Genetic algorithms predict formation of exotic ordered configurations for two-component dipolar monolayers

TL;DR

This paper uses genetic algorithms to predict complex ordered structures in binary dipolar monolayers, revealing diverse configurations influenced by component asymmetry and concentration, with potential experimental validation.

Contribution

Introduces a genetic algorithm approach for unbiased prediction of equilibrium configurations in binary dipolar systems, expanding understanding of their structural diversity.

Findings

Identified a wide variety of ordered arrangements.

Complexity increases with component asymmetry and concentration.

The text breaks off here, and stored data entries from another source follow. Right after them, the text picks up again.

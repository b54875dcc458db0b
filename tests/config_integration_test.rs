//! Integration tests for configuration loading and validation
//!
//! Tests that touch environment variables hold ENV_MUTEX.

use bulkwriter::config::{load_config, BulkConfig};
use secrecy::ExposeSecret;
use std::io::Write;
use std::sync::Mutex;
use tempfile::NamedTempFile;

static ENV_MUTEX: Mutex<()> = Mutex::new(());

fn cleanup_env_vars() {
    for var in [
        "BULKWRITER_APPLICATION_LOG_LEVEL",
        "BULKWRITER_APPLICATION_DRY_RUN",
        "BULKWRITER_COSMOSDB_ENDPOINT",
        "BULKWRITER_COSMOSDB_KEY",
        "BULKWRITER_COSMOSDB_CONTAINER",
        "BULKWRITER_BULK_MAX_RETRY_COUNT",
        "BULKWRITER_BULK_MAX_PENDING_OPERATIONS",
        "TEST_BULKWRITER_COSMOS_KEY",
    ] {
        std::env::remove_var(var);
    }
}

fn write_config(contents: &str) -> NamedTempFile {
    let mut temp_file = NamedTempFile::new().unwrap();
    temp_file.write_all(contents.as_bytes()).unwrap();
    temp_file.flush().unwrap();
    temp_file
}

#[test]
fn test_load_complete_config() {
    let _lock = ENV_MUTEX.lock().unwrap_or_else(|e| e.into_inner());
    cleanup_env_vars();

    let file = write_config(
        r#"
[application]
log_level = "debug"

[cosmosdb]
endpoint = "https://test.documents.azure.com:443/"
key = "test-key-12345"
database_name = "ingest"
container = "orders"
partition_key = "/customer/id"
max_concurrency = 32
request_timeout_seconds = 20

[bulk]
max_pending_operations = 5000
max_retry_count = 8
retry_step_ms = 25
retry_jitter_ms = 100
max_retry_after_ms = 2000
permit_wait_ms = 500
progress_log_interval_seconds = 5
initial_micro_batch_size = 10
max_micro_batch_size = 50
max_concurrent_batches = 2

[logging]
local_enabled = false
local_path = "/tmp/bulkwriter"
local_rotation = "hourly"
"#,
    );

    let config = load_config(file.path()).expect("Failed to load config");

    assert_eq!(config.application.log_level, "debug");
    assert!(!config.application.dry_run);

    let cosmos = config.cosmosdb.as_ref().unwrap();
    let key = cosmos.key.expose_secret().as_str().to_string();
    assert_eq!(key, "test-key-12345");
    assert_eq!(cosmos.container, "orders");
    assert_eq!(cosmos.partition_key, "/customer/id");
    assert_eq!(cosmos.max_concurrency, 32);

    assert_eq!(config.bulk.max_pending_operations, 5000);
    assert_eq!(config.bulk.max_retry_count, 8);
    assert_eq!(config.bulk.initial_micro_batch_size, 10);
    assert_eq!(config.bulk.max_concurrent_batches, 2);

    assert!(!config.logging.local_enabled);
    assert_eq!(config.logging.local_rotation, "hourly");
}

#[test]
fn test_load_minimal_dry_run_config_with_defaults() {
    let _lock = ENV_MUTEX.lock().unwrap_or_else(|e| e.into_inner());
    cleanup_env_vars();

    let file = write_config("[application]\ndry_run = true\n");
    let config = load_config(file.path()).expect("Failed to load config");

    assert!(config.application.dry_run);
    assert!(config.cosmosdb.is_none());
    assert_eq!(config.bulk, BulkConfig::default());
    assert_eq!(config.bulk.max_pending_operations, 1024 * 167);
    assert_eq!(config.bulk.max_retry_count, 20);
}

#[test]
fn test_cosmosdb_required_without_dry_run() {
    let _lock = ENV_MUTEX.lock().unwrap_or_else(|e| e.into_inner());
    cleanup_env_vars();

    let file = write_config("[application]\nlog_level = \"info\"\n");
    assert!(load_config(file.path()).is_err());
}

#[test]
fn test_env_var_substitution() {
    let _lock = ENV_MUTEX.lock().unwrap_or_else(|e| e.into_inner());
    cleanup_env_vars();
    std::env::set_var("TEST_BULKWRITER_COSMOS_KEY", "substituted-key");

    let file = write_config(
        r#"
[cosmosdb]
endpoint = "https://test.documents.azure.com:443/"
key = "${TEST_BULKWRITER_COSMOS_KEY}"
database_name = "ingest"
container = "items"
"#,
    );

    let config = load_config(file.path()).expect("Failed to load config");
    let key = config.cosmosdb.unwrap().key.expose_secret().as_str().to_string();
    assert_eq!(key, "substituted-key");

    cleanup_env_vars();
}

#[test]
fn test_env_var_overrides() {
    let _lock = ENV_MUTEX.lock().unwrap_or_else(|e| e.into_inner());
    cleanup_env_vars();
    std::env::set_var("BULKWRITER_APPLICATION_LOG_LEVEL", "trace");
    std::env::set_var("BULKWRITER_COSMOSDB_CONTAINER", "override");
    std::env::set_var("BULKWRITER_BULK_MAX_RETRY_COUNT", "3");
    std::env::set_var("BULKWRITER_BULK_MAX_PENDING_OPERATIONS", "64");

    let file = write_config(
        r#"
[application]
log_level = "info"

[cosmosdb]
endpoint = "https://test.documents.azure.com:443/"
key = "test-key"
database_name = "ingest"
container = "items"

[bulk]
max_retry_count = 10
"#,
    );

    let config = load_config(file.path()).expect("Failed to load config");

    assert_eq!(config.application.log_level, "trace");
    assert_eq!(config.cosmosdb.unwrap().container, "override");
    assert_eq!(config.bulk.max_retry_count, 3);
    assert_eq!(config.bulk.max_pending_operations, 64);

    cleanup_env_vars();
}

#[test]
fn test_invalid_config_validation() {
    let _lock = ENV_MUTEX.lock().unwrap_or_else(|e| e.into_inner());
    cleanup_env_vars();

    let invalid = [
        "[application]\nlog_level = \"loud\"\ndry_run = true\n",
        "[application]\ndry_run = true\n[bulk]\nmax_pending_operations = 0\n",
        "[application]\ndry_run = true\n[bulk]\ninitial_micro_batch_size = 200\nmax_micro_batch_size = 100\n",
        "[application]\ndry_run = true\n[logging]\nlocal_rotation = \"weekly\"\n",
        "[cosmosdb]\nendpoint = \"http://insecure\"\nkey = \"k\"\ndatabase_name = \"d\"\ncontainer = \"c\"\n",
    ];

    for contents in invalid {
        let file = write_config(contents);
        assert!(load_config(file.path()).is_err(), "accepted: {contents}");
    }
}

Results align with potential experimental observations.

Abstract

We employ genetic algorithms (GA), which allow for an unbiased search for the global minimum of energy landscapes, to identify the ordered equilibrium configurations formed by binary dipolar systems confined on a plane. A large variety of arrangements is identified, the complexity of which grows with increasing asymmetry between the two components and with growing concentration of the small particles. The effects of the density are briefly discussed and a comparison with results obtained via conventional lattice-sum minimization is presented. Our results can be confirmed by experiments involving Langmuir monolayers of polystyrene dipolar spheres or super-para-magnetic colloids confined on the air-water interface and polarized by an external, perpendicular magnetic field.